We are removing all gate area bag sizers by January 23… With this change, we will not be removing bag sizers from the lobby and security checkpoints… At the gate… use your best judgment.

Sizers take scarce space at crowded gates and aren’t really used a lot.

Historically, United’s sizers ran about an inch bigger than the published 22×14×9 limits. United has been the only carrier that publicly and system‑wide removed gate sizers.

At American, different airports have different generations of sizers and many range half an inch to one inch larger than published carry-on dimensions – although not all do.
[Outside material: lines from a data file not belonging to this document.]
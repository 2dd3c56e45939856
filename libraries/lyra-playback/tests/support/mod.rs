//! In-process fake engine for integration tests

// Not every test binary exercises every helper.
#![allow(dead_code)]

use async_trait::async_trait;
use lyra_playback::{
    EngineEvent, EngineOptions, EngineState, PlaybackEngine, RepeatMode, Result, Track,
};
use lyra_playback::PlaybackError;
use std::sync::Mutex;
use tokio::sync::broadcast;

/// Build a minimal track for queue tests
pub fn track(id: &str) -> Track {
    Track {
        id: id.to_string(),
        url: format!("https://cdn.test/{id}.mp3"),
        title: format!("Track {id}"),
        artist: "Test Artist".to_string(),
        artwork: None,
        duration: None,
    }
}

#[derive(Default)]
struct EngineInner {
    set_up: bool,
    state: Option<EngineState>,
    queue: Vec<Track>,
    active: Option<usize>,
    position: f64,
    volume: f32,
    repeat: RepeatMode,
    fail_ops: Vec<String>,
    calls: Vec<String>,
}

/// Scriptable fake of the platform audio player
///
/// Mirrors the quirk the real engine has: `reset` does not emit a
/// track-changed event even though the active track just vanished.
pub struct FakeEngine {
    inner: Mutex<EngineInner>,
    events: broadcast::Sender<EngineEvent>,
}

impl Default for FakeEngine {
    fn default() -> Self {
        Self::new()
    }
}

impl FakeEngine {
    pub fn new() -> Self {
        let (events, _) = broadcast::channel(64);
        Self {
            inner: Mutex::new(EngineInner {
                volume: 1.0,
                ..EngineInner::default()
            }),
            events,
        }
    }

    /// Make the next call to `op` fail
    pub fn fail_once(&self, op: &str) {
        self.inner.lock().unwrap().fail_ops.push(op.to_string());
    }

    /// Names of every engine call made, in order
    pub fn calls(&self) -> Vec<String> {
        self.inner.lock().unwrap().calls.clone()
    }

    /// Ids of the queued tracks, in order
    pub fn queue_ids(&self) -> Vec<String> {
        self.inner
            .lock()
            .unwrap()
            .queue
            .iter()
            .map(|t| t.id.clone())
            .collect()
    }

    pub fn was_set_up(&self) -> bool {
        self.inner.lock().unwrap().set_up
    }

    /// Emit a progress tick as the platform player would
    pub fn emit_progress(&self, position: f64, duration: f64) {
        self.inner.lock().unwrap().position = position;
        let _ = self
            .events
            .send(EngineEvent::ProgressUpdated { position, duration });
    }

    fn record(&self, op: &str) -> Result<()> {
        let mut inner = self.inner.lock().unwrap();
        inner.calls.push(op.to_string());
        if let Some(pos) = inner.fail_ops.iter().position(|f| f == op) {
            inner.fail_ops.remove(pos);
            return Err(PlaybackError::engine(format!("injected {op} failure")));
        }
        Ok(())
    }

    fn set_state(&self, state: EngineState) {
        self.inner.lock().unwrap().state = Some(state);
        let _ = self.events.send(EngineEvent::StateChanged { state });
    }

    fn emit_track_changed(&self) {
        let index = self.inner.lock().unwrap().active;
        let _ = self.events.send(EngineEvent::TrackChanged { index });
    }
}

#[async_trait]
impl PlaybackEngine for FakeEngine {
    async fn setup(&self, _options: EngineOptions) -> Result<()> {
        self.record("setup")?;
        let mut inner = self.inner.lock().unwrap();
        if !inner.set_up {
            inner.set_up = true;
            inner.state = Some(EngineState::Ready);
        }
        Ok(())
    }

    async fn state(&self) -> Result<EngineState> {
        Ok(self
            .inner
            .lock()
            .unwrap()
            .state
            .unwrap_or(EngineState::None))
    }

    async fn queue(&self) -> Result<Vec<Track>> {
        self.record("queue")?;
        Ok(self.inner.lock().unwrap().queue.clone())
    }

    async fn add(&self, tracks: Vec<Track>) -> Result<()> {
        self.record("add")?;
        self.inner.lock().unwrap().queue.extend(tracks);
        Ok(())
    }

    async fn remove(&self, index: usize) -> Result<()> {
        self.record("remove")?;
        let changed_active = {
            let mut inner = self.inner.lock().unwrap();
            if index >= inner.queue.len() {
                return Err(PlaybackError::IndexOutOfBounds(index));
            }
            inner.queue.remove(index);
            match inner.active {
                Some(active) if index < active => {
                    inner.active = Some(active - 1);
                    false
                }
                Some(active) if index == active => {
                    if inner.queue.is_empty() {
                        inner.active = None;
                    } else if active >= inner.queue.len() {
                        inner.active = Some(inner.queue.len() - 1);
                    }
                    true
                }
                _ => false,
            }
        };
        if changed_active {
            self.emit_track_changed();
        }
        Ok(())
    }

    async fn reset(&self) -> Result<()> {
        self.record("reset")?;
        let mut inner = self.inner.lock().unwrap();
        inner.queue.clear();
        inner.active = None;
        inner.position = 0.0;
        // Deliberately no track-changed event here.
        Ok(())
    }

    async fn play(&self) -> Result<()> {
        self.record("play")?;
        self.set_state(EngineState::Playing);
        Ok(())
    }

    async fn pause(&self) -> Result<()> {
        self.record("pause")?;
        self.set_state(EngineState::Paused);
        Ok(())
    }

    async fn stop(&self) -> Result<()> {
        self.record("stop")?;
        self.set_state(EngineState::Stopped);
        Ok(())
    }

    async fn skip(&self, index: usize) -> Result<()> {
        self.record("skip")?;
        {
            let mut inner = self.inner.lock().unwrap();
            if index >= inner.queue.len() {
                return Err(PlaybackError::IndexOutOfBounds(index));
            }
            inner.active = Some(index);
            inner.position = 0.0;
        }
        self.emit_track_changed();
        Ok(())
    }

    async fn skip_to_next(&self) -> Result<()> {
        self.record("skip_to_next")?;
        {
            let mut inner = self.inner.lock().unwrap();
            let Some(active) = inner.active else {
                return Err(PlaybackError::NotReady);
            };
            if active + 1 >= inner.queue.len() {
                return Err(PlaybackError::IndexOutOfBounds(active + 1));
            }
            inner.active = Some(active + 1);
            inner.position = 0.0;
        }
        self.emit_track_changed();
        Ok(())
    }

    async fn skip_to_previous(&self) -> Result<()> {
        self.record("skip_to_previous")?;
        {
            let mut inner = self.inner.lock().unwrap();
            let Some(active) = inner.active else {
                return Err(PlaybackError::NotReady);
            };
            if active == 0 {
                return Err(PlaybackError::IndexOutOfBounds(0));
            }
            inner.active = Some(active - 1);
            inner.position = 0.0;
        }
        self.emit_track_changed();
        Ok(())
    }

    async fn seek_to(&self, position: f64) -> Result<()> {
        self.record("seek_to")?;
        self.inner.lock().unwrap().position = position;
        Ok(())
    }

    async fn set_volume(&self, volume: f32) -> Result<()> {
        self.record("set_volume")?;
        self.inner.lock().unwrap().volume = volume;
        Ok(())
    }

    async fn volume(&self) -> Result<f32> {
        Ok(self.inner.lock().unwrap().volume)
    }

    async fn set_repeat(&self, mode: RepeatMode) -> Result<()> {
        self.record("set_repeat")?;
        self.inner.lock().unwrap().repeat = mode;
        let _ = self.events.send(EngineEvent::RepeatChanged { mode });
        Ok(())
    }

    async fn repeat(&self) -> Result<RepeatMode> {
        Ok(self.inner.lock().unwrap().repeat)
    }

    async fn active_track(&self) -> Result<Option<Track>> {
        let inner = self.inner.lock().unwrap();
        Ok(inner.active.and_then(|i| inner.queue.get(i).cloned()))
    }

    async fn active_index(&self) -> Result<Option<usize>> {
        Ok(self.inner.lock().unwrap().active)
    }

    async fn position(&self) -> Result<f64> {
        Ok(self.inner.lock().unwrap().position)
    }

    async fn duration(&self) -> Result<f64> {
        let inner = self.inner.lock().unwrap();
        Ok(inner
            .active
            .and_then(|i| inner.queue.get(i))
            .and_then(|t| t.duration)
            .map_or(0.0, |d| d.as_secs_f64()))
    }

    fn subscribe(&self) -> broadcast::Receiver<EngineEvent> {
        self.events.subscribe()
    }
}
/// Core error types for Lyra
use thiserror::Error;

/// Result type alias using `CoreError`
pub type Result<T> = std::result::Result<T, CoreError>;

/// Core error type for Lyra
#[derive(Error, Debug)]
pub enum CoreError {
    /// A document is missing a required field or has the wrong shape
    #[error("Invalid {entity} document {id}: {reason}")]
    InvalidDocument {
        entity: &'static str,
        id: String,
        reason: String,
    },

    /// Serialization errors
    #[error(transparent)]
    Serialization(#[from] serde_json::Error),

    /// Other errors
    #[error("{0}")]
    Other(String),
}

impl CoreError {
    /// Create an invalid-document error
    pub fn invalid(entity: &'static str, id: impl Into<String>, reason: impl Into<String>) -> Self {
        Self::InvalidDocument {
            entity,
            id: id.into(),
            reason: reason.into(),
        }
    }
}
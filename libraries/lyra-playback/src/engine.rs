//! Playback engine contract
//!
//! The engine is the platform audio player: it owns the actual queue,
//! the transport, and emits events as playback advances. Everything in
//! this crate drives playback through this trait so the app logic stays
//! testable against an in-process fake.

use crate::error::Result;
use crate::types::{EngineOptions, EngineState, RepeatMode, Track};
use async_trait::async_trait;
use tokio::sync::broadcast;

/// Event emitted by the engine as playback advances
///
/// Payloads are advisory. In particular the index carried by
/// [`EngineEvent::TrackChanged`] can be stale by the time a consumer
/// reads it, so consumers re-fetch the active track from the engine
/// rather than trusting the payload.
#[derive(Debug, Clone, PartialEq)]
pub enum EngineEvent {
    /// Transport state changed
    StateChanged { state: EngineState },

    /// A different queue slot became active (`None` when nothing is)
    TrackChanged { index: Option<usize> },

    /// The repeat mode changed
    RepeatChanged { mode: RepeatMode },

    /// Periodic progress tick, seconds
    ProgressUpdated { position: f64, duration: f64 },
}

/// Contract for the underlying audio engine
///
/// All queue indices are zero-based positions in the engine's queue.
/// Implementations must be safe to call from multiple tasks; the
/// coordinator serializes mutations, but reads may happen concurrently.
#[async_trait]
pub trait PlaybackEngine: Send + Sync {
    /// One-time setup with remote-control options
    ///
    /// Must be idempotent: calling it on an already set-up engine is a
    /// no-op success.
    async fn setup(&self, options: EngineOptions) -> Result<()>;

    /// Current transport state ([`EngineState::None`] before setup)
    async fn state(&self) -> Result<EngineState>;

    /// Snapshot of the queue in order
    async fn queue(&self) -> Result<Vec<Track>>;

    /// Append tracks to the end of the queue
    async fn add(&self, tracks: Vec<Track>) -> Result<()>;

    /// Remove the track at `index`
    async fn remove(&self, index: usize) -> Result<()>;

    /// Clear the queue
    async fn reset(&self) -> Result<()>;

    /// Start or resume playback
    async fn play(&self) -> Result<()>;

    /// Pause playback
    async fn pause(&self) -> Result<()>;

    /// Stop playback
    async fn stop(&self) -> Result<()>;

    /// Make the track at `index` active
    async fn skip(&self, index: usize) -> Result<()>;

    /// Advance to the next queue slot
    async fn skip_to_next(&self) -> Result<()>;

    /// Return to the previous queue slot
    async fn skip_to_previous(&self) -> Result<()>;

    /// Seek within the active track, seconds
    async fn seek_to(&self, position: f64) -> Result<()>;

    /// Set playback volume, `0.0..=1.0`
    async fn set_volume(&self, volume: f32) -> Result<()>;

    /// Current playback volume
    async fn volume(&self) -> Result<f32>;

    /// Set the repeat mode
    async fn set_repeat(&self, mode: RepeatMode) -> Result<()>;

    /// Current repeat mode
    async fn repeat(&self) -> Result<RepeatMode>;

    /// The currently active track, if any
    async fn active_track(&self) -> Result<Option<Track>>;

    /// Index of the currently active track, if any
    async fn active_index(&self) -> Result<Option<usize>>;

    /// Playback position in the active track, seconds
    async fn position(&self) -> Result<f64>;

    /// Duration of the active track, seconds (0.0 when unknown)
    async fn duration(&self) -> Result<f64>;

    /// Subscribe to the engine's event stream
    fn subscribe(&self) -> broadcast::Receiver<EngineEvent>;
}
The most common U.S. sizer hardware from Lavi Industries is sold at 23.5×14.5×10, 22×15×9.25, or 23×15×10 inches and optional personal‑item bins of ~16.25×15×7.25 or 18×11×9. That’s why many legacy‑carrier frames appear to allow ~½–1″ of slack in one or more dimensions even though the printed limit is 22×14×9.

It’s important to know that many carry-on bag retailers list dimensions of the bag itself, without wheels, and so are actually larger than claimed.

About Gary Leff

Gary Leff is one of the foremost experts in the field of miles, points, and frequent business travel - a topic he has covered since 2002. Co-founder of frequent flyer community InsideFlyer.com, emcee of the Freddie Awards, and named one of the "World's Top Travel Experts" by Conde' Nast Traveler (2010-Present) Gary has been a guest on most major news media, profiled in several top print publications, and published broadly on the topic of consumer loyalty. More About Gary »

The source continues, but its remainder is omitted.